**Exercise goal**
Once the line containing "use tokio::sync::RwLock;" has been copied, stop; copy every line before it exactly, beginning with the first line of the material below.
** Available data follows **
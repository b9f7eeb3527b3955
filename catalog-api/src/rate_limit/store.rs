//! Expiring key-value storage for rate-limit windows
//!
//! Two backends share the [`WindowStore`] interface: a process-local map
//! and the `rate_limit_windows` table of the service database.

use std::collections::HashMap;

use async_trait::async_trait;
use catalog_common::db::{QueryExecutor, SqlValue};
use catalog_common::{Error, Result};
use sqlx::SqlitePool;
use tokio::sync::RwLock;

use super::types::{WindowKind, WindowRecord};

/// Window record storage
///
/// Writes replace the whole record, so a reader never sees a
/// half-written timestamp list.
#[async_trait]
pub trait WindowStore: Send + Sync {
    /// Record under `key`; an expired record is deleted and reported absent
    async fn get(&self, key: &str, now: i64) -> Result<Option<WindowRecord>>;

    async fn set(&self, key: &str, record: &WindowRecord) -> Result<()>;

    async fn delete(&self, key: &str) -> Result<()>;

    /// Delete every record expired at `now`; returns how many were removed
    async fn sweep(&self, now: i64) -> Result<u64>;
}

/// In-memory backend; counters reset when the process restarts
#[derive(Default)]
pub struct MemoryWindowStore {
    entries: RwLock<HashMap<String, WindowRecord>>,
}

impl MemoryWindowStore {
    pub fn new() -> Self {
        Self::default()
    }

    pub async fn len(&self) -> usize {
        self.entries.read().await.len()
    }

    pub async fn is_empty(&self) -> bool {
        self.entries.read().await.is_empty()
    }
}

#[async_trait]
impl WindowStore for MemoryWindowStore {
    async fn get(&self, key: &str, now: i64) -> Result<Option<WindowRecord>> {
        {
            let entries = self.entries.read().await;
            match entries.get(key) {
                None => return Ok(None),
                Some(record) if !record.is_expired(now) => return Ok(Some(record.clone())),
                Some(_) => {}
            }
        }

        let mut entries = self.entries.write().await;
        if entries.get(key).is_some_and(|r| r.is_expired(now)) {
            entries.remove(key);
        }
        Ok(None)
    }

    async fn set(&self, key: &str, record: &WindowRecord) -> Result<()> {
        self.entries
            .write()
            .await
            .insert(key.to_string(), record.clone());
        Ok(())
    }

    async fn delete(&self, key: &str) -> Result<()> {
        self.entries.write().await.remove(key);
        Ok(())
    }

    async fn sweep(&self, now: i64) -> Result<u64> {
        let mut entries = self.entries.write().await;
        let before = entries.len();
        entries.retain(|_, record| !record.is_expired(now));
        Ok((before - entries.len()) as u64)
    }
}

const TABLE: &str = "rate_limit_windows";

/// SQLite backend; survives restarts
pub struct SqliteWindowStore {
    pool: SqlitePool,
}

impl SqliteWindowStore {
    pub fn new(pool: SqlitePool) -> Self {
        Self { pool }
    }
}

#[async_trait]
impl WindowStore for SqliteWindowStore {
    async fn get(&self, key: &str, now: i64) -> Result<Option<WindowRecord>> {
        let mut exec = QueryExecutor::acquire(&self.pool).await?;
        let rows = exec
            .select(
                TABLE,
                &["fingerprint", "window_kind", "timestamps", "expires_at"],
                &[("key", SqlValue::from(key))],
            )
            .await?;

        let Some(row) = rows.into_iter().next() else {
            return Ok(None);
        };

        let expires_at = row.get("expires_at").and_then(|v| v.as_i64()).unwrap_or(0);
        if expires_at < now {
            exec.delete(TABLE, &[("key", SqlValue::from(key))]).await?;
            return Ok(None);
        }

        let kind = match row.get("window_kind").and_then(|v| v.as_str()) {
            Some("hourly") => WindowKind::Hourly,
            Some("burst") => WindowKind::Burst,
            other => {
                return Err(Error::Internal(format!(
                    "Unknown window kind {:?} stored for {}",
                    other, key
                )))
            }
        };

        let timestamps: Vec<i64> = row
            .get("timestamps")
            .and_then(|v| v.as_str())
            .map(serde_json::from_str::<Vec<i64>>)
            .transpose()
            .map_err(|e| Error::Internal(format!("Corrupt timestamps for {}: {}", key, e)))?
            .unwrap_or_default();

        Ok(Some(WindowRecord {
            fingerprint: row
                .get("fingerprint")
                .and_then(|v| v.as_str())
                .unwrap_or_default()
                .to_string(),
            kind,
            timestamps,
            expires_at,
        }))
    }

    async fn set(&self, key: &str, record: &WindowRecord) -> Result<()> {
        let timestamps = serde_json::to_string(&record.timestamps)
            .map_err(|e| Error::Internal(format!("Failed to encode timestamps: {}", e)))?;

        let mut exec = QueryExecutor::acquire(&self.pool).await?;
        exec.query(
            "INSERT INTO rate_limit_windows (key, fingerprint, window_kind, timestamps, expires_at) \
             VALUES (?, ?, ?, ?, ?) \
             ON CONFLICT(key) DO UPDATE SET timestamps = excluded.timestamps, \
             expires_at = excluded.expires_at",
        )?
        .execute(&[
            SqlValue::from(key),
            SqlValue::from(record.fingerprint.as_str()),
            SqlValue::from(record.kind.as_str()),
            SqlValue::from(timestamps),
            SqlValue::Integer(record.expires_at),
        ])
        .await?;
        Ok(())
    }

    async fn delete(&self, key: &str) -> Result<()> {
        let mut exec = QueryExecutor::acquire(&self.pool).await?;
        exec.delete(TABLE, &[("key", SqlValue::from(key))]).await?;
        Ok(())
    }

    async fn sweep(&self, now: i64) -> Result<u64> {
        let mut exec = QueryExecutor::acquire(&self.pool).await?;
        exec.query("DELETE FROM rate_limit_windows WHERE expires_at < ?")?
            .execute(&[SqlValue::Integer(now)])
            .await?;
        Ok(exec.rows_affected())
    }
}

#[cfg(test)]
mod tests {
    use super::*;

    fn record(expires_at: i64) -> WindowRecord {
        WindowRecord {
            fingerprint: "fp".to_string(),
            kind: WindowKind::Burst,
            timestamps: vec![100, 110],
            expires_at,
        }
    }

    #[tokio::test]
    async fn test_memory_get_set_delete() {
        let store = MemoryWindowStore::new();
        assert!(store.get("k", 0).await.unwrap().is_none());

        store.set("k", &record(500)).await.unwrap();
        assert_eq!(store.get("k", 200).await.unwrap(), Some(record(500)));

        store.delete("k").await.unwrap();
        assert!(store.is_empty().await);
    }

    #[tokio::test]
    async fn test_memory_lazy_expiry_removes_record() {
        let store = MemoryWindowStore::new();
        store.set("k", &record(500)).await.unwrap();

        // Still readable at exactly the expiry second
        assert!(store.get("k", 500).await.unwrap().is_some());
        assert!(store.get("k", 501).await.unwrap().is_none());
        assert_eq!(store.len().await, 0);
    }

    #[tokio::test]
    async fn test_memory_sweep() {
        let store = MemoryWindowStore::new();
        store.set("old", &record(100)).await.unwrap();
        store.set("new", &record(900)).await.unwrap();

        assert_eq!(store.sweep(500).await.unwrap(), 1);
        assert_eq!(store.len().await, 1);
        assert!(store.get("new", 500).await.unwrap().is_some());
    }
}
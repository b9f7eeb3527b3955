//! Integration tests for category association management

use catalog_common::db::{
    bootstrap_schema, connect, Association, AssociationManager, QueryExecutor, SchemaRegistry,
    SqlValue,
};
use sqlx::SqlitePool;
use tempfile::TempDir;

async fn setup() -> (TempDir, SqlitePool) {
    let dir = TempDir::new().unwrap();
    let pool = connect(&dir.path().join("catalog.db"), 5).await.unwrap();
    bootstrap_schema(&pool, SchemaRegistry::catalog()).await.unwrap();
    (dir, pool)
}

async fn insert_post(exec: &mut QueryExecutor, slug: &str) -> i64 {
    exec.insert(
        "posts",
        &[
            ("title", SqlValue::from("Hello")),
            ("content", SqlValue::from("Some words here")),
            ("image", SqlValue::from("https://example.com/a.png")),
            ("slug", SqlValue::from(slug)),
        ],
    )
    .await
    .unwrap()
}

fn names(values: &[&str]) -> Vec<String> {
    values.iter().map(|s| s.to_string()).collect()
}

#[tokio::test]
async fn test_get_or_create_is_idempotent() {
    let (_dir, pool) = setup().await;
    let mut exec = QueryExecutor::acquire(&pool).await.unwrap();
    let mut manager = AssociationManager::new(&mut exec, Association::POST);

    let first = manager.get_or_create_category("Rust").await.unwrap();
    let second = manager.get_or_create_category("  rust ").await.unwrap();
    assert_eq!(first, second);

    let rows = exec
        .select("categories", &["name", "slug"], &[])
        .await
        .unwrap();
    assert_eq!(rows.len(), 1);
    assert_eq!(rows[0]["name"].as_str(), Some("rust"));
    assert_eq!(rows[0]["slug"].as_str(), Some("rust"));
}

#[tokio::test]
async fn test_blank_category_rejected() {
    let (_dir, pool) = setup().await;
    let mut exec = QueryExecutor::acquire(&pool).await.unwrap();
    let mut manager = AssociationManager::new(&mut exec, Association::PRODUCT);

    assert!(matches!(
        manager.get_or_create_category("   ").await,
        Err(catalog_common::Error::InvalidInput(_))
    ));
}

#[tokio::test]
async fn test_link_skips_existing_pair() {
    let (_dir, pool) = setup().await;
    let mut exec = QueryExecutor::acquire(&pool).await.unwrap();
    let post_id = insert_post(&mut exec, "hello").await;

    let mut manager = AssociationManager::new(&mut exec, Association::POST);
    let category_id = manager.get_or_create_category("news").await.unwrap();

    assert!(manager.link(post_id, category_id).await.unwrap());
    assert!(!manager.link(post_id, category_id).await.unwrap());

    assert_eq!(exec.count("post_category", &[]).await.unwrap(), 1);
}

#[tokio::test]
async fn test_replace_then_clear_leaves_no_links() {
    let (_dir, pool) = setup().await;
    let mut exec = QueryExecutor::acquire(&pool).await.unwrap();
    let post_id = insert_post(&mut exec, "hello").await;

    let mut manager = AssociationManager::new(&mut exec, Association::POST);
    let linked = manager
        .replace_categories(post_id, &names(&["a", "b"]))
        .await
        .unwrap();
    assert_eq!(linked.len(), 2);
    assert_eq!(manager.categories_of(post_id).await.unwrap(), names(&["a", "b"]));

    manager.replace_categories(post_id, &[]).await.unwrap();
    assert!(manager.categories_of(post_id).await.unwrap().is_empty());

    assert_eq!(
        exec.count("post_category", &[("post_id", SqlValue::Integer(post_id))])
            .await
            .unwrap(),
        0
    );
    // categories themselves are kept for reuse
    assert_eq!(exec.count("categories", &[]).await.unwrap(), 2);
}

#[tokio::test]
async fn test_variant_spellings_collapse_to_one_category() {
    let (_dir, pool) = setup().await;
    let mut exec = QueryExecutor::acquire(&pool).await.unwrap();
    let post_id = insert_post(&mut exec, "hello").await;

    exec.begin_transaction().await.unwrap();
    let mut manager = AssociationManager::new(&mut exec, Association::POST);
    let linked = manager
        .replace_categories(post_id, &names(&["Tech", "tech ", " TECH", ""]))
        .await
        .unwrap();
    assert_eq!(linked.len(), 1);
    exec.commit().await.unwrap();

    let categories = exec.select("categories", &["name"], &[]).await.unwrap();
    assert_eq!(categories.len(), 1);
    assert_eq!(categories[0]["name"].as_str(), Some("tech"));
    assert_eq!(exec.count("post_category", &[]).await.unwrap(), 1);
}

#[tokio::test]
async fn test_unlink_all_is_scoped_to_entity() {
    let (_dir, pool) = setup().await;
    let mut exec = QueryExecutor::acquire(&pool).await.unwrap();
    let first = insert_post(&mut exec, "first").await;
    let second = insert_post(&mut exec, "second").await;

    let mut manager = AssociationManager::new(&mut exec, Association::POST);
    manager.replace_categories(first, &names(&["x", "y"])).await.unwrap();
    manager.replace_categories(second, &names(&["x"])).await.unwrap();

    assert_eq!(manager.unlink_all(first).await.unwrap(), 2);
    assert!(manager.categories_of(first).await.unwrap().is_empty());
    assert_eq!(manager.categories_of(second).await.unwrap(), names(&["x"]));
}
** End of Available data **
**Output below**
repository b9f7eeb3527b3955
filename catalog-api/src/rate_limit/store.rs
//! Expiring key-value storage for rate-limit windows
//!
//! Two backends share the [`WindowStore`] interface: a process-local map
//! and the `rate_limit_windows` table of the service database.

use std::collections::HashMap;

use async_trait::async_trait;
use catalog_common::db::{QueryExecutor, SqlValue};
use catalog_common::{Error, Result};
use sqlx::SqlitePool;
use tokio::sync::RwLock;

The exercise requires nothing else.